(Collected data)
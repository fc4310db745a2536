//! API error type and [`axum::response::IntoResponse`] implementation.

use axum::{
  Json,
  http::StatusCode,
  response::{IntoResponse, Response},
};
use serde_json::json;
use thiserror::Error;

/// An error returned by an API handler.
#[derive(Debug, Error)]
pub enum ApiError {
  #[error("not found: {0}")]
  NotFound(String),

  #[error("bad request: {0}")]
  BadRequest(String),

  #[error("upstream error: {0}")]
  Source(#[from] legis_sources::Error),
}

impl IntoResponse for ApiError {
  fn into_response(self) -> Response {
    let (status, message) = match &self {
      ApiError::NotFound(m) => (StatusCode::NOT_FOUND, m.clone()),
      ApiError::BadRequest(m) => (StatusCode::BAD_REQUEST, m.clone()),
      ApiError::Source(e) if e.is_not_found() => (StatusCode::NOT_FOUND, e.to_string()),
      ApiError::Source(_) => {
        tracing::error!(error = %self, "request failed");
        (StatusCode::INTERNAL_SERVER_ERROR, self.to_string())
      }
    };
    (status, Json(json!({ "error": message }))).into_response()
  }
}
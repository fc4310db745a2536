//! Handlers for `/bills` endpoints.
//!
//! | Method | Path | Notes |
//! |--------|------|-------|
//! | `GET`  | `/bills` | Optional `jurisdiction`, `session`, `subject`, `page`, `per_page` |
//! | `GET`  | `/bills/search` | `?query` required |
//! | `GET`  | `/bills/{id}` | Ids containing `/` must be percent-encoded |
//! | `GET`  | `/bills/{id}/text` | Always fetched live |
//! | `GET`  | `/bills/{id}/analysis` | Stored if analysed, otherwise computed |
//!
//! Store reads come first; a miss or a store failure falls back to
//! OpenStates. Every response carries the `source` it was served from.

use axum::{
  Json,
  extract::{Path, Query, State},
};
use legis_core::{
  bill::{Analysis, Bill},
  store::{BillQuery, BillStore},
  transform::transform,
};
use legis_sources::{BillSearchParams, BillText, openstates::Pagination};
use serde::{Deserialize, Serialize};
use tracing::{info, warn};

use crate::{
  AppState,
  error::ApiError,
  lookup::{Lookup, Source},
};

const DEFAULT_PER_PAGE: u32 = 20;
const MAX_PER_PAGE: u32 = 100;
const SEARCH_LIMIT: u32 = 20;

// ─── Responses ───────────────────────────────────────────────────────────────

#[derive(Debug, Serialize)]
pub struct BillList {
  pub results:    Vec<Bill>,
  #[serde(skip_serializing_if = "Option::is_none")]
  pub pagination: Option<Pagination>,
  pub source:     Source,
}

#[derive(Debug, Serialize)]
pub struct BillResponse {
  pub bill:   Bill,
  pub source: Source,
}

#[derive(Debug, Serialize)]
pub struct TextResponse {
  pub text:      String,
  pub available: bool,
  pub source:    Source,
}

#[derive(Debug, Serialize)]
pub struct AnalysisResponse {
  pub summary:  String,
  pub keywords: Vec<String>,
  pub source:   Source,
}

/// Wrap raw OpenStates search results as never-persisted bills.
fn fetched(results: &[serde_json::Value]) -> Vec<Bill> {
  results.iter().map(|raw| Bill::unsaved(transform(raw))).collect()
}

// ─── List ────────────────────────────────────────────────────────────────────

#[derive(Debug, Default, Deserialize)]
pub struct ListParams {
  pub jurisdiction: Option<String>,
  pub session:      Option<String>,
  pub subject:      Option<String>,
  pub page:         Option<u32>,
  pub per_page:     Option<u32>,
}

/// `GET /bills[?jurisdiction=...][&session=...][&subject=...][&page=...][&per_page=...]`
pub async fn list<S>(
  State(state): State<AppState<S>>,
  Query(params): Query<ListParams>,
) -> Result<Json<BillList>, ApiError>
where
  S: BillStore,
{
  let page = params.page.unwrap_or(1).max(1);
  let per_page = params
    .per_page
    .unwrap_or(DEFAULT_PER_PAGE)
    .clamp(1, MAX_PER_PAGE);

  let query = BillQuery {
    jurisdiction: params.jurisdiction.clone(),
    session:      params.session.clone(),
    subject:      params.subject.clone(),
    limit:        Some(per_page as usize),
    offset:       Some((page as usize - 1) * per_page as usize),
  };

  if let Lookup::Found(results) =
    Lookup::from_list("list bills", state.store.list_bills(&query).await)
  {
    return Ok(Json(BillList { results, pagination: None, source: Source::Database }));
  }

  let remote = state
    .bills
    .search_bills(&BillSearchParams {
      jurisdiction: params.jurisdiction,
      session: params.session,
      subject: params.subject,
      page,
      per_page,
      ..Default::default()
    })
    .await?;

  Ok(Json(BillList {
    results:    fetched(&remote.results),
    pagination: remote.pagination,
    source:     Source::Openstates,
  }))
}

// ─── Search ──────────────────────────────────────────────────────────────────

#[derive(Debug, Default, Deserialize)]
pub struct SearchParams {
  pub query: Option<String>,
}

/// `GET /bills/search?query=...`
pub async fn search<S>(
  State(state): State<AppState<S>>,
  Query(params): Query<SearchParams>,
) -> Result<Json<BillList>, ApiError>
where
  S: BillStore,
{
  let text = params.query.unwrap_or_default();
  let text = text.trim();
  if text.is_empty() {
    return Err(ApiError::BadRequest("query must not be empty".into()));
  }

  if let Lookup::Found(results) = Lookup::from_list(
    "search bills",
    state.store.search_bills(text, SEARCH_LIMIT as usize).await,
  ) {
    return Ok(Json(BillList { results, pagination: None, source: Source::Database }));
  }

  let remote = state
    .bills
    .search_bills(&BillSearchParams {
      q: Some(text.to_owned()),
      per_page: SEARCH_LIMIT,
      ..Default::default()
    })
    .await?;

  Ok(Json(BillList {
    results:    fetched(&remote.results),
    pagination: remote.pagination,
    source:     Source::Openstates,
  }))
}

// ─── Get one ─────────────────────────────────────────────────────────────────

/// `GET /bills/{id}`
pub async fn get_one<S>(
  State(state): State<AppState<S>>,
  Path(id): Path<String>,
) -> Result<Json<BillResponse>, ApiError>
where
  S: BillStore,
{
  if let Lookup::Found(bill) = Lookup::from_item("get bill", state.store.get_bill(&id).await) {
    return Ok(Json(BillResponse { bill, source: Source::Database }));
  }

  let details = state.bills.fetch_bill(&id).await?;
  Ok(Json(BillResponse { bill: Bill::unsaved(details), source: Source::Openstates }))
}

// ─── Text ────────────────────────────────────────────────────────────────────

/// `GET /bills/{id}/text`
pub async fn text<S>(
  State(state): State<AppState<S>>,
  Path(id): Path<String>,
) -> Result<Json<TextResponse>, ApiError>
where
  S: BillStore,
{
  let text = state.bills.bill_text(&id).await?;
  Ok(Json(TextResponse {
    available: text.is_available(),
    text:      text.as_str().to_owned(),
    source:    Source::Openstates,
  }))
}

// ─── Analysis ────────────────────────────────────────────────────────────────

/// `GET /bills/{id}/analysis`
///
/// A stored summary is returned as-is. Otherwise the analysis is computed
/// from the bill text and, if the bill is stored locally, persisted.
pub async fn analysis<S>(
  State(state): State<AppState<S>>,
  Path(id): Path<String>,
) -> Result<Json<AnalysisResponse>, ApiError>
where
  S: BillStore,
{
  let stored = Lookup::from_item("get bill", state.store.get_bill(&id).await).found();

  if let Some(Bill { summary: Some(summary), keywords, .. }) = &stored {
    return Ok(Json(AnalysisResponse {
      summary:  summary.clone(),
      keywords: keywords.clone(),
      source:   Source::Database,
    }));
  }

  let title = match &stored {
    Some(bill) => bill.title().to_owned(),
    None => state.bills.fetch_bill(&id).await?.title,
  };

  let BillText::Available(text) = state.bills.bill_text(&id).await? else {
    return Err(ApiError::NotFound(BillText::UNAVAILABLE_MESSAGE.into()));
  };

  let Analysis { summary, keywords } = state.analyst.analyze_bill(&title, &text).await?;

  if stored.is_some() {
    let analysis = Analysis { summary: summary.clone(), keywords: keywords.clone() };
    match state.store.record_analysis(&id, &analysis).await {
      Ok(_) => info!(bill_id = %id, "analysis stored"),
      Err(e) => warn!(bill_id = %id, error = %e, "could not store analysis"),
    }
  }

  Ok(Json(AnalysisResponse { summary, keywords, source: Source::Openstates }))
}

__Task prompt__: Each line in the records above that contains the word "tracing" must be copied.

__Expected answer__:
        tracing::error!(error = %self, "request failed");
use tracing::{info, warn};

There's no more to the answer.